Don Alfonso Reyes, fue uno de los hombres más brillantes del siglo XX. Escritor, traductor, crítico, ensayista, filósofo y muchos etcéteras. Dio la impresión de no dejar un minuto de su vida sin escribir.

Fue, además, un buen gourmet que plasma sus experiencias de sibarita en un largo ensayo titulado Diez descansos de cocina, en que describe un delicioso recorrido gastronómico por la Europa que le tocó vivir. Texto que fue una delicia leer, como una fabada recién salida de una olla de Asturias.

Tan importante para él era la comida que en el proemio de esta obra incluye el caso de Pierrette, mujer que tenía 99 años y 11 meses cumplidos, que, comiendo en su cama, como era su costumbre, sintió que le llegaba la hora y púsose a gritar: “¡Pronto, pronto, tráiganme el postre, que me voy a morir!”.

De esa lectura nos queda la enseñanza de que la comida sin ollas, no es comida. Desde el momento en que el ser humano aprendió a crear planetas de barro y fuego labradas en la rotación de las edades del tiempo el alimento quedó inmerso en esos receptáculos.

Para el maestro Reyes, la olla es siempre el cocido, el puchero, el pote, “los gabrieles” (garbanzos), el caldo. La olla del Ingenioso Hidalgo tenía más vaca que carnero porque era pobre; pero la de los potentados carnero a pasto había. El plato más espectacular que aparece en el Quijote es la olla podrida, que forma parte del episodio de las bodas de Camacho, y que era para gente fina; también habría ollas pobres como la del Dómine Cabra del Buscón.

El periplo del también diplomático mexicano por Francia y España me llevó a meditar sobre ese utensilio de cocina, vacía en tiempo de ayuno, pero llena en fiestas, pues olla sin cebolla es boda sin tambora.

México tiene varía de ollas: polícromas, forradas como piñatas, floreadas sobre la cabeza de mujeres costeñas o enjarradas a la cintura de la campesina. La fantasiosa que está al final de arcoíris, llena de oro y joyas. La que cuece calabazas, guisantes, coliflores, frijoles negros y bayos; pozole, tamales y hasta xoloitzcuintles. Brillantes de nuevas y tiznadas de uso.
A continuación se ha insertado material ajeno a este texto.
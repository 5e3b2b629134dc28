//! Core types for Kestrel.
//!
//! This module provides type-safe wrappers for common domain concepts.

pub mod email;
pub mod id;
pub mod status;

pub use email::{Email, EmailError};
pub use id::*;
pub use status::OrderStatus;
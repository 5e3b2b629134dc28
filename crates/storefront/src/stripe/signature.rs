//! Webhook signature verification.
//!
//! The gateway signs every delivery with a header of the form
//! `t=<unix seconds>,v1=<hex hmac>[,v1=<hex hmac>...]` where each `v1` is
//! `HMAC-SHA256(secret, "{t}.{raw body}")`. Several `v1` entries appear while
//! a signing secret is being rolled; any one matching is enough.

use hmac::{Hmac, Mac};
use secrecy::{ExposeSecret, SecretString};
use sha2::Sha256;
use thiserror::Error;
use tracing::{debug, instrument};

/// Header carrying the webhook signature.
pub const SIGNATURE_HEADER: &str = "stripe-signature";

/// Shortest header that can hold a timestamp and one SHA-256 signature.
const MIN_HEADER_LEN: usize = "t=0,v1=".len() + 64;

/// Prefix every webhook signing secret starts with.
const SECRET_PREFIX: &str = "whsec_";

/// Why a webhook delivery was not accepted as authentic.
#[derive(Debug, Clone, Error, PartialEq, Eq)]
pub enum SignatureError {
    #[error("missing signature header")]
    MissingHeader,

    #[error("signature header too short")]
    HeaderTooShort,

    #[error("webhook signing secret is not configured")]
    MissingSecret,

    #[error("webhook signing secret is malformed")]
    MalformedSecret,

    #[error("signature header is malformed")]
    MalformedHeader,

    #[error("signature timestamp outside tolerance ({age}s old)")]
    TimestampOutOfTolerance { age: i64 },

    #[error("no signature matches the payload")]
    Mismatch,
}

/// Verifies webhook deliveries against the shared signing secret.
#[derive(Clone)]
pub struct WebhookVerifier {
    secret: Option<SecretString>,
    tolerance_secs: i64,
}

impl std::fmt::Debug for WebhookVerifier {
    fn fmt(&self, f: &mut std::fmt::Formatter<'_>) -> std::fmt::Result {
        f.debug_struct("WebhookVerifier")
            .field("secret", &self.secret.as_ref().map(|_| "[REDACTED]"))
            .field("tolerance_secs", &self.tolerance_secs)
            .finish()
    }
}

impl WebhookVerifier {
    /// Create a verifier. A missing secret is only reported at verify time.
    #[must_use]
    pub const fn new(secret: Option<SecretString>, tolerance_secs: i64) -> Self {
        Self {
            secret,
            tolerance_secs,
        }
    }

    /// Verify `payload` against `header` at the current time.
    ///
    /// # Errors
    ///
    /// Returns `SignatureError` if the delivery is not authentic.
    pub fn verify(&self, payload: &[u8], header: Option<&str>) -> Result<(), SignatureError> {
        self.verify_at(payload, header, chrono::Utc::now().timestamp())
    }

    /// Verify `payload` against `header` as if the current time were `now`.
    ///
    /// Checks run cheapest first: header shape, secret, replay window, HMAC.
    ///
    /// # Errors
    ///
    /// Returns `SignatureError` if the delivery is not authentic.
    #[instrument(skip(self, payload, header))]
    pub fn verify_at(
        &self,
        payload: &[u8],
        header: Option<&str>,
        now: i64,
    ) -> Result<(), SignatureError> {
        let header = header.ok_or(SignatureError::MissingHeader)?;
        if header.len() < MIN_HEADER_LEN {
            return Err(SignatureError::HeaderTooShort);
        }

        let secret = self.secret.as_ref().ok_or(SignatureError::MissingSecret)?;
        let secret = secret.expose_secret();
        if !secret.starts_with(SECRET_PREFIX) || secret.len() <= SECRET_PREFIX.len() {
            return Err(SignatureError::MalformedSecret);
        }

        let parsed = parse_header(header)?;

        let age = now - parsed.timestamp;
        if age.abs() > self.tolerance_secs {
            return Err(SignatureError::TimestampOutOfTolerance { age });
        }

        let expected = compute_signature(secret, parsed.timestamp, payload)?;
        if !parsed
            .signatures
            .iter()
            .any(|candidate| constant_time_compare(&expected, candidate))
        {
            return Err(SignatureError::Mismatch);
        }

        debug!("Webhook signature verified");
        Ok(())
    }
}

/// Build a signature header for `payload`, as the gateway would.
///
/// # Errors
///
/// Returns `SignatureError::MalformedSecret` if the secret cannot key an HMAC.
pub fn sign(secret: &str, timestamp: i64, payload: &[u8]) -> Result<String, SignatureError> {
    let signature = compute_signature(secret, timestamp, payload)?;
    Ok(format!("t={timestamp},v1={signature}"))
}

struct ParsedHeader<'a> {
    timestamp: i64,
    signatures: Vec<&'a str>,
}

fn parse_header(header: &str) -> Result<ParsedHeader<'_>, SignatureError> {
    let mut timestamp = None;
    let mut signatures = Vec::new();

    for part in header.split(',') {
        let Some((key, value)) = part.trim().split_once('=') else {
            continue;
        };
        match key {
            "t" => {
                timestamp = Some(
                    value
                        .parse::<i64>()
                        .map_err(|_| SignatureError::MalformedHeader)?,
                );
            }
            "v1" => signatures.push(value),
            // v0 and future schemes are ignored
            _ => {}
        }
    }

    match timestamp {
        Some(timestamp) if !signatures.is_empty() => Ok(ParsedHeader {
            timestamp,
            signatures,
        }),
        _ => Err(SignatureError::MalformedHeader),
    }
}

fn compute_signature(secret: &str, timestamp: i64, payload: &[u8]) -> Result<String, SignatureError> {
    let mut mac = Hmac::<Sha256>::new_from_slice(secret.as_bytes())
        .map_err(|_| SignatureError::MalformedSecret)?;
    mac.update(timestamp.to_string().as_bytes());
    mac.update(b".");
    mac.update(payload);
    Ok(hex::encode(mac.finalize().into_bytes()))
}

/// Constant-time string comparison to prevent timing attacks.
fn constant_time_compare(a: &str, b: &str) -> bool {
    if a.len() != b.len() {
        return false;
    }

    let mut result: u8 = 0;
    for (x, y) in a.bytes().zip(b.bytes()) {
        result |= x ^ y;
    }

    result == 0
}

#[cfg(test)]
#[allow(clippy::unwrap_used)]
mod tests {
    use super::*;

    const SECRET: &str = "whsec_test_signing_secret";
    const NOW: i64 = 1_760_000_000;
    const BODY: &[u8] = br#"{"id":"evt_1","type":"checkout.session.completed"}"#;

    fn verifier() -> WebhookVerifier {
        WebhookVerifier::new(Some(SecretString::from(SECRET.to_string())), 300)
    }

    #[test]
    fn test_constant_time_compare() {
        assert!(constant_time_compare("hello", "hello"));
        assert!(!constant_time_compare("hello", "world"));
        assert!(!constant_time_compare("hello", "hell"));
    }

    #[test]
    fn test_valid_signature() {
        let header = sign(SECRET, NOW, BODY).unwrap();
        assert!(verifier().verify_at(BODY, Some(&header), NOW + 10).is_ok());
    }

    #[test]
    fn test_any_matching_v1_accepted() {
        let good = sign(SECRET, NOW, BODY).unwrap();
        let sig = good.split_once("v1=").unwrap().1;
        let header = format!("t={NOW},v1={},v1={sig}", "0".repeat(64));
        assert!(verifier().verify_at(BODY, Some(&header), NOW).is_ok());
    }

    #[test]
    fn test_flipped_byte_rejected() {
        let header = sign(SECRET, NOW, BODY).unwrap();
        let mut tampered = BODY.to_vec();
        tampered[10] ^= 0x01;
        assert_eq!(
            verifier().verify_at(&tampered, Some(&header), NOW),
            Err(SignatureError::Mismatch)
        );
    }

    #[test]
    fn test_wrong_secret_rejected() {
        let header = sign("whsec_other", NOW, BODY).unwrap();
        assert_eq!(
            verifier().verify_at(BODY, Some(&header), NOW),
            Err(SignatureError::Mismatch)
        );
    }

    #[test]
    fn test_missing_and_short_headers() {
        assert_eq!(
            verifier().verify_at(BODY, None, NOW),
            Err(SignatureError::MissingHeader)
        );
        assert_eq!(
            verifier().verify_at(BODY, Some("t=1,v1=abc"), NOW),
            Err(SignatureError::HeaderTooShort)
        );
    }

    #[test]
    fn test_malformed_header() {
        let header = format!("x={NOW},v0={}", "a".repeat(64));
        assert_eq!(
            verifier().verify_at(BODY, Some(&header), NOW),
            Err(SignatureError::MalformedHeader)
        );
    }

    #[test]
    fn test_secret_problems() {
        let header = sign(SECRET, NOW, BODY).unwrap();
        let missing = WebhookVerifier::new(None, 300);
        assert_eq!(
            missing.verify_at(BODY, Some(&header), NOW),
            Err(SignatureError::MissingSecret)
        );
        let malformed = WebhookVerifier::new(Some(SecretString::from("not-a-secret".to_string())), 300);
        assert_eq!(
            malformed.verify_at(BODY, Some(&header), NOW),
            Err(SignatureError::MalformedSecret)
        );
    }

    #[test]
    fn test_replay_window() {
        let header = sign(SECRET, NOW, BODY).unwrap();
        assert!(matches!(
            verifier().verify_at(BODY, Some(&header), NOW + 301),
            Err(SignatureError::TimestampOutOfTolerance { age: 301 })
        ));
        assert!(verifier().verify_at(BODY, Some(&header), NOW - 300).is_ok());
    }

    #[test]
    fn test_debug_redacts_secret() {
        let output = format!("{:?}", verifier());
        assert!(output.contains("[REDACTED]"));
        assert!(!output.contains("signing_secret"));
    }
}
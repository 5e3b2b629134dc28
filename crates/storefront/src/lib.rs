//! Kestrel storefront library.
//!
//! Checkout API and payment webhook receiver, exposed as a library so the
//! pipeline can be driven by the CLI and the integration tests.

#![cfg_attr(not(test), forbid(unsafe_code))]

pub mod config;
pub mod db;
pub mod error;
pub mod middleware;
pub mod models;
pub mod routes;
pub mod services;
pub mod state;
pub mod storage;
pub mod stripe;
//! Checkout request parsing and cart pricing.

use serde::Serialize;
use serde_json::Value;

use kestrel_core::cart::{check_payload_size, validate_cart, validate_email};
use kestrel_core::pricing::compute_totals;
use kestrel_core::{
    CartError, CartLimits, Email, EmailError, LineAmount, PricingError, PricingRules, Totals,
    ValidatedItem,
};

use super::catalog::{ResolvedCatalog, ResolvedProduct};

/// A checkout request body that passed validation.
#[derive(Debug, Clone, PartialEq, Eq)]
pub struct CheckoutRequest {
    pub items: Vec<ValidatedItem>,
    /// Normalized email, when one was sent.
    pub email: Option<Email>,
    pub shipping_address: Option<Value>,
    pub billing_address: Option<Value>,
}

impl CheckoutRequest {
    /// Parse and validate a raw checkout body.
    ///
    /// The size check runs before JSON parsing. Nothing here touches the
    /// catalog or the gateway.
    ///
    /// # Errors
    ///
    /// Returns the first `CartError` found.
    pub fn parse(body: &[u8], limits: &CartLimits) -> Result<Self, CartError> {
        check_payload_size(body.len(), limits)?;

        let value: Value =
            serde_json::from_slice(body).map_err(|e| CartError::MalformedBody(e.to_string()))?;
        let Value::Object(mut fields) = value else {
            return Err(CartError::MalformedBody("expected a JSON object".to_string()));
        };

        let items = validate_cart(fields.get("items").unwrap_or(&Value::Null), limits)?;

        let email = match fields.get("email") {
            None | Some(Value::Null) => None,
            Some(Value::String(raw)) => Some(validate_email(Some(raw.as_str()))?),
            Some(_) => return Err(CartError::InvalidEmail(EmailError::Malformed)),
        };

        Ok(Self {
            items,
            email,
            shipping_address: take_address(&mut fields, "shippingAddress"),
            billing_address: take_address(&mut fields, "billingAddress"),
        })
    }

    /// The email, which session and intent creation require.
    ///
    /// # Errors
    ///
    /// Returns `CartError::MissingEmail` if none was sent.
    pub fn require_email(&self) -> Result<&Email, CartError> {
        self.email.as_ref().ok_or(CartError::MissingEmail)
    }
}

/// Addresses are opaque snapshots; only objects are kept.
fn take_address(fields: &mut serde_json::Map<String, Value>, key: &str) -> Option<Value> {
    fields.remove(key).filter(Value::is_object)
}

/// A cart line with its authoritative product.
#[derive(Debug, Clone, PartialEq, Eq)]
pub struct PricedLine {
    pub product: ResolvedProduct,
    pub quantity: u32,
}

/// A cart priced against the catalog.
#[derive(Debug, Clone, PartialEq, Eq)]
pub struct PricedCart {
    pub lines: Vec<PricedLine>,
    pub totals: Totals,
}

impl PricedCart {
    /// Price `lines` with the store rules.
    ///
    /// # Errors
    ///
    /// Returns `PricingError` if the totals are invalid.
    pub fn new(lines: Vec<PricedLine>, rules: &PricingRules) -> Result<Self, PricingError> {
        let amounts: Vec<LineAmount> = lines
            .iter()
            .map(|line| LineAmount {
                unit_price: line.product.unit_price,
                quantity: line.quantity,
            })
            .collect();
        let totals = compute_totals(&amounts, rules)?;
        Ok(Self { lines, totals })
    }

    /// Join validated items with the resolved catalog, in cart order.
    ///
    /// Items missing from `catalog` are skipped; resolution has already
    /// failed the request for those.
    ///
    /// # Errors
    ///
    /// Returns `PricingError` if the totals are invalid.
    pub fn from_catalog(
        items: &[ValidatedItem],
        catalog: &ResolvedCatalog,
        rules: &PricingRules,
    ) -> Result<Self, PricingError> {
        let lines = items
            .iter()
            .filter_map(|item| {
                catalog.get(&item.product_id).map(|product| PricedLine {
                    product: product.clone(),
                    quantity: item.quantity,
                })
            })
            .collect();
        Self::new(lines, rules)
    }

    /// The normalized item list (product ID and quantity only).
    #[must_use]
    pub fn items(&self) -> Vec<ValidatedItem> {
        self.lines
            .iter()
            .map(|line| ValidatedItem {
                product_id: line.product.id,
                quantity: line.quantity,
            })
            .collect()
    }
}

/// One line of a checkout preview.
#[derive(Debug, Clone, PartialEq, Eq, Serialize)]
#[serde(rename_all = "camelCase")]
pub struct PreviewLine {
    pub product_id: kestrel_core::ProductId,
    pub name: String,
    pub quantity: u32,
    pub unit_price: rust_decimal::Decimal,
    pub image_urls: Vec<String>,
}

/// Priced cart as shown before payment.
#[derive(Debug, Clone, PartialEq, Eq, Serialize)]
pub struct CheckoutPreview {
    pub items: Vec<PreviewLine>,
    #[serde(flatten)]
    pub totals: Totals,
    pub currency: String,
}

impl CheckoutPreview {
    #[must_use]
    pub fn new(cart: &PricedCart, currency: &str) -> Self {
        Self {
            items: cart
                .lines
                .iter()
                .map(|line| PreviewLine {
                    product_id: line.product.id,
                    name: line.product.name.clone(),
                    quantity: line.quantity,
                    unit_price: line.product.unit_price,
                    image_urls: line.product.image_urls.clone(),
                })
                .collect(),
            totals: cart.totals,
            currency: currency.to_string(),
        }
    }
}

#[cfg(test)]
#[allow(clippy::unwrap_used)]
mod tests {
    use serde_json::json;

    use super::*;

    const A: &str = "3f2504e0-4f89-41d3-9a0c-0305e82c3301";

    fn parse(body: &Value) -> Result<CheckoutRequest, CartError> {
        CheckoutRequest::parse(body.to_string().as_bytes(), &CartLimits::default())
    }

    #[test]
    fn test_parse_full_request() {
        let request = parse(&json!({
            "items": [{ "productId": A, "quantity": 2 }],
            "email": "  Jan@Example.PL ",
            "shippingAddress": { "city": "Kraków" },
            "billingAddress": "not an object"
        }))
        .unwrap();

        assert_eq!(request.items.len(), 1);
        assert_eq!(request.require_email().unwrap().as_str(), "jan@example.pl");
        assert_eq!(request.shipping_address, Some(json!({ "city": "Kraków" })));
        assert_eq!(request.billing_address, None);
    }

    #[test]
    fn test_missing_items() {
        assert_eq!(parse(&json!({ "email": "a@b.pl" })), Err(CartError::NotAnArray));
    }

    #[test]
    fn test_missing_email_only_fails_when_required() {
        let request = parse(&json!({ "items": [{ "productId": A }] })).unwrap();
        assert_eq!(request.require_email(), Err(CartError::MissingEmail));
    }

    #[test]
    fn test_non_string_email() {
        assert!(matches!(
            parse(&json!({ "items": [{ "productId": A }], "email": 42 })),
            Err(CartError::InvalidEmail(_))
        ));
    }

    #[test]
    fn test_malformed_json() {
        let result = CheckoutRequest::parse(b"{\"items\": [", &CartLimits::default());
        assert!(matches!(result, Err(CartError::MalformedBody(_))));
        let result = CheckoutRequest::parse(b"[]", &CartLimits::default());
        assert!(matches!(result, Err(CartError::MalformedBody(_))));
    }

    #[test]
    fn test_oversized_body_rejected_before_parsing() {
        let limits = CartLimits {
            max_payload_bytes: 8,
            ..CartLimits::default()
        };
        // Not even JSON: the size check must fire first
        let result = CheckoutRequest::parse(b"xxxxxxxxxxxx", &limits);
        assert!(matches!(result, Err(CartError::PayloadTooLarge { size: 12, max: 8 })));
    }
}
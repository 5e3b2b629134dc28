//! Security headers middleware for JSON API responses.
//!
//! Nothing served here is meant to be rendered, framed or cached.

use axum::{
    extract::Request,
    http::{
        HeaderValue,
        header::{
            CACHE_CONTROL, CONTENT_SECURITY_POLICY, REFERRER_POLICY, X_CONTENT_TYPE_OPTIONS,
            X_FRAME_OPTIONS,
        },
    },
    middleware::Next,
    response::Response,
};

/// Add security headers to all responses.
///
/// Headers applied:
/// - `X-Content-Type-Options: nosniff` - Prevent MIME sniffing
/// - `X-Frame-Options: DENY` - Prevent clickjacking
/// - `Referrer-Policy: no-referrer` - Zero referrer leakage
/// - `Content-Security-Policy: default-src 'none'; frame-ancestors 'none'`
/// - `Cache-Control: no-store` - Checkout responses carry payment secrets
pub async fn security_headers_middleware(request: Request, next: Next) -> Response {
    let mut response = next.run(request).await;
    let headers = response.headers_mut();

    headers.insert(X_CONTENT_TYPE_OPTIONS, HeaderValue::from_static("nosniff"));
    headers.insert(X_FRAME_OPTIONS, HeaderValue::from_static("DENY"));
    headers.insert(REFERRER_POLICY, HeaderValue::from_static("no-referrer"));
    headers.insert(
        CONTENT_SECURITY_POLICY,
        HeaderValue::from_static("default-src 'none'; frame-ancestors 'none'"),
    );
    headers.insert(CACHE_CONTROL, HeaderValue::from_static("no-store"));

    response
}
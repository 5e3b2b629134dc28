//! CLI command implementations.

pub mod migrate;
pub mod quote;
pub mod seed;
pub mod webhook;

use secrecy::SecretString;

/// Storefront database URL from the environment (`.env` honoured).
pub(crate) fn database_url() -> Option<SecretString> {
    dotenvy::dotenv().ok();
    std::env::var("STOREFRONT_DATABASE_URL")
        .or_else(|_| std::env::var("DATABASE_URL"))
        .ok()
        .map(SecretString::from)
}
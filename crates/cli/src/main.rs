//! Kestrel CLI - database migrations and operator tools.
//!
//! # Usage
//!
//! ```bash
//! # Run storefront database migrations
//! kestrel-cli migrate
//!
//! # Load the demo catalog
//! kestrel-cli seed products --file crates/cli/seed/products.yaml
//!
//! # Sign a webhook payload for a local delivery
//! kestrel-cli webhook sign --payload event.json
//!
//! # Show the totals the store would charge
//! kestrel-cli quote --subtotal 120.00
//! ```
//!
//! # Commands
//!
//! - `migrate` - Run database migrations
//! - `seed products` - Upsert products from a YAML file
//! - `webhook sign` - Produce a signature header for a payload
//! - `quote` - Print a totals breakdown

#![cfg_attr(not(test), forbid(unsafe_code))]

use std::path::PathBuf;

use clap::{Parser, Subcommand};
use rust_decimal::Decimal;

mod commands;

#[derive(Parser)]
#[command(name = "kestrel-cli")]
#[command(author, version, about = "Kestrel CLI tools")]
struct Cli {
    #[command(subcommand)]
    command: Commands,
}

#[derive(Subcommand)]
enum Commands {
    /// Run database migrations
    Migrate,
    /// Seed the database
    Seed {
        #[command(subcommand)]
        target: SeedTarget,
    },
    /// Webhook testing helpers
    Webhook {
        #[command(subcommand)]
        action: WebhookAction,
    },
    /// Print the totals charged for a subtotal or a gross amount
    Quote {
        /// Product subtotal in the store currency (e.g. 120.00)
        #[arg(long, conflicts_with = "gross_minor")]
        subtotal: Option<Decimal>,

        /// Charged amount in minor units (reverse VAT split)
        #[arg(long)]
        gross_minor: Option<i64>,
    },
}

#[derive(Subcommand)]
enum SeedTarget {
    /// Upsert catalog products from a YAML file
    Products {
        /// Path to the products file
        #[arg(short, long, default_value = "crates/cli/seed/products.yaml")]
        file: PathBuf,
    },
}

#[derive(Subcommand)]
enum WebhookAction {
    /// Print a signature header for a payload file
    Sign {
        /// File containing the exact request body
        #[arg(short, long)]
        payload: PathBuf,

        /// Signing secret (defaults to `PAYMENT_WEBHOOK_SECRET`)
        #[arg(short, long)]
        secret: Option<String>,

        /// Unix timestamp to sign with (defaults to now)
        #[arg(short, long)]
        timestamp: Option<i64>,
    },
}

#[tokio::main]
async fn main() {
    // Initialize tracing
    tracing_subscriber::fmt::init();

    let cli = Cli::parse();

    let result: Result<(), Box<dyn std::error::Error>> = run(cli).await;

    if let Err(e) = result {
        tracing::error!("Command failed: {e}");
        std::process::exit(1);
    }
}

async fn run(cli: Cli) -> Result<(), Box<dyn std::error::Error>> {
    match cli.command {
        Commands::Migrate => commands::migrate::storefront().await?,
        Commands::Seed { target } => match target {
            SeedTarget::Products { file } => commands::seed::products(&file).await?,
        },
        Commands::Webhook { action } => match action {
            WebhookAction::Sign {
                payload,
                secret,
                timestamp,
            } => commands::webhook::sign(&payload, secret, timestamp).await?,
        },
        Commands::Quote {
            subtotal,
            gross_minor,
        } => commands::quote::run(subtotal, gross_minor)?,
    }
    Ok(())
}
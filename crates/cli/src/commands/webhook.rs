//! Webhook testing helpers.
//!
//! ```bash
//! kestrel-cli webhook sign --payload event.json > sig.txt
//! curl -X POST localhost:3000/api/webhooks/payments \
//!     -H "stripe-signature: $(cat sig.txt)" --data-binary @event.json
//! ```

use std::path::Path;

use chrono::Utc;
use thiserror::Error;

use kestrel_storefront::stripe::{SignatureError, signature};

#[derive(Debug, Error)]
pub enum WebhookCommandError {
    #[error("Missing environment variable: {0}")]
    MissingEnvVar(&'static str),

    #[error("Failed to read payload: {0}")]
    Io(#[from] std::io::Error),

    #[error(transparent)]
    Signature(#[from] SignatureError),
}

/// Print the signature header for the payload in `payload`.
///
/// # Errors
///
/// Returns `WebhookCommandError` if no secret is available, the file is
/// unreadable, or the secret is malformed.
pub async fn sign(
    payload: &Path,
    secret: Option<String>,
    timestamp: Option<i64>,
) -> Result<(), WebhookCommandError> {
    dotenvy::dotenv().ok();
    let secret = secret
        .or_else(|| std::env::var("PAYMENT_WEBHOOK_SECRET").ok())
        .ok_or(WebhookCommandError::MissingEnvVar("PAYMENT_WEBHOOK_SECRET"))?;

    // Signed byte-for-byte: no trimming or re-encoding
    let body = tokio::fs::read(payload).await?;
    let timestamp = timestamp.unwrap_or_else(|| Utc::now().timestamp());
    let header = signature::sign(&secret, timestamp, &body)?;

    #[allow(clippy::print_stdout)]
    {
        println!("{header}");
    }
    Ok(())
}
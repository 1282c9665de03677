//! Wildcard patterns with exactly two operators
//!
//! `*` matches any run of characters (including none) and `?` matches exactly
//! one character. Every other character is literal, so a query such as
//! `a.b+c` only ever matches that exact text. Matching is case-insensitive and
//! unanchored: a pattern matches a text if it occurs anywhere inside it.
//!
//! Matching simulates the pattern as a small NFA over the text instead of
//! backtracking, so the cost is bounded by text length × pattern length per
//! start position no matter how many `*` a query contains.

use std::ops::Range;

#[derive(Debug, Clone, Copy, PartialEq, Eq)]
enum Token {
    Literal(char),
    AnyOne,
    AnyRun,
}

#[derive(Debug, Clone, PartialEq, Eq)]
pub struct Pattern {
    tokens: Vec<Token>,
}

pub fn has_wildcard(query: &str) -> bool {
    query.contains(['*', '?'])
}

/// Single-character lowercase mapping shared by queries and verse text.
/// Characters that lowercase to several characters are compared as-is so byte
/// offsets stay aligned with the text; final sigma folds to the medial form.
pub(crate) fn fold(c: char) -> char {
    if c == 'ς' {
        return 'σ';
    }
    let mut lower = c.to_lowercase();
    match (lower.next(), lower.next()) {
        (Some(l), None) => l,
        _ => c,
    }
}

impl Pattern {
    /// Never fails: there is no syntax besides the two operators.
    pub fn compile(query: &str) -> Self {
        let mut tokens = Vec::with_capacity(query.len());
        for c in query.chars() {
            let token = match c {
                '*' => Token::AnyRun,
                '?' => Token::AnyOne,
                c => Token::Literal(fold(c)),
            };
            if token == Token::AnyRun && tokens.last() == Some(&Token::AnyRun) {
                continue;
            }
            tokens.push(token);
        }
        Self { tokens }
    }

    /// True when the pattern is empty or made only of `*`.
    pub fn matches_everything(&self) -> bool {
        self.tokens.iter().all(|t| *t == Token::AnyRun)
    }

    fn accept(&self) -> usize {
        self.tokens.len()
    }

    /// Follow `*` tokens without consuming input.
    fn close(&self, states: &mut [bool]) {
        for j in 0..self.tokens.len() {
            if states[j] && self.tokens[j] == Token::AnyRun {
                states[j + 1] = true;
            }
        }
    }

    fn start(&self, states: &mut [bool]) {
        states.fill(false);
        states[0] = true;
        self.close(states);
    }

    /// Advance every live state over `c`. Returns whether any state survived.
    fn step(&self, current: &[bool], next: &mut [bool], c: char) -> bool {
        next.fill(false);
        let folded = fold(c);
        let mut alive = false;
        for (j, token) in self.tokens.iter().enumerate() {
            if !current[j] {
                continue;
            }
            match *token {
                Token::Literal(l) if l == folded => {
                    next[j + 1] = true;
                    alive = true;
                }
                Token::Literal(_) => {}
                Token::AnyOne => {
                    next[j + 1] = true;
                    alive = true;
                }
                Token::AnyRun => {
                    next[j] = true;
                    alive = true;
                }
            }
        }
        self.close(next);
        alive
    }

    /// Does the pattern occur anywhere in `text`?
    pub fn is_match(&self, text: &str) -> bool {
        if self.matches_everything() {
            return true;
        }
        let accept = self.accept();
        let mut current = vec![false; accept + 1];
        let mut next = vec![false; accept + 1];
        self.start(&mut current);

        for c in text.chars() {
            self.step(&current, &mut next, c);
            // A new occurrence may begin after every character.
            next[0] = true;
            self.close(&mut next);
            if next[accept] {
                return true;
            }
            std::mem::swap(&mut current, &mut next);
        }
        false
    }

    /// Longest occurrence starting exactly at byte offset `start`.
    fn longest_at(&self, text: &str, start: usize, current: &mut Vec<bool>, next: &mut Vec<bool>) -> Option<usize> {
        let accept = self.accept();
        self.start(current);
        let mut end = current[accept].then_some(start);

        for (i, c) in text[start..].char_indices() {
            if !self.step(current, next, c) {
                break;
            }
            std::mem::swap(current, next);
            if current[accept] {
                end = Some(start + i + c.len_utf8());
            }
        }
        end
    }

    /// Leftmost occurrence at or after byte offset `from`, as long as possible.
    pub fn find_at(&self, text: &str, from: usize) -> Option<Range<usize>> {
        if from > text.len() {
            return None;
        }
        let accept = self.accept();
        let mut current = vec![false; accept + 1];
        let mut next = vec![false; accept + 1];
        let first = match self.tokens.first() {
            Some(Token::Literal(l)) => Some(*l),
            _ => None,
        };

        let starts = text[from..]
            .char_indices()
            .map(|(i, c)| (from + i, Some(c)))
            .chain(std::iter::once((text.len(), None)));

        for (start, c) in starts {
            if let Some(l) = first {
                // A leading literal can only start where that character sits.
                match c {
                    Some(c) if fold(c) == l => {}
                    _ => continue,
                }
            }
            if let Some(end) = self.longest_at(text, start, &mut current, &mut next) {
                return Some(start..end);
            }
        }
        None
    }

    /// All non-overlapping occurrences, left to right. An empty occurrence
    /// moves the search forward by one character and is dropped when it sits
    /// right at the end of the previous occurrence.
    pub fn find_iter(&self, text: &str) -> Vec<Range<usize>> {
        let mut spans = Vec::new();
        let mut pos = 0;
        let mut last_end = None;
        while let Some(span) = self.find_at(text, pos) {
            if !span.is_empty() {
                pos = span.end;
                last_end = Some(span.end);
                spans.push(span);
                continue;
            }
            if last_end != Some(span.end) {
                last_end = Some(span.end);
                spans.push(span.clone());
            }
            match text[span.end..].chars().next() {
                Some(c) => pos = span.end + c.len_utf8(),
                None => break,
            }
        }
        spans
    }
}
Las hay de Tlaquepaque, pobrecitas pero delicadas.

Las ollas de barro, también conocidas como marmitas, son elaboradas en hornos a 1,000 o 1,100 grados C. Es un arte amansarlas cuando llegan a la cocina: remojarlas en agua, poner unos granos de sal para evitar que tengan hongos y, muy importante, curarlas frotando ajo por dentro y por fuera. Hay quien, además, les unta clara de huevo y las dejan reposar toda la noche para hervir agua al siguiente día, y listo.

Nuestra capacidad de comer y nuestro apetito han evolucionado y cada época ha traído nuevas necesidades y nuevos gustos. Aparecieron las ollas de peltre y las modernas de presión que han hecho más fácil la labor de las y los cocineros. Los hábitos de ayer nos resultan primitivos y en las grandes ciudades hay personas que no conocen los pueblos –ni los cercanos- y mucho menos han probado la comida con sabor a barro y leña. El poco o nulo ejercicio y la comida chatarra les ha engordado, que sumado al stress del nuevo mundo infarta a jóvenes e 45 o 50 años.

“El comal le dijo a la olla, oye olla, oye, oye” cantaba don Gabilondo Soler, Cri crí.

Por cierto, debemos recordar que la política es una olla de grillos.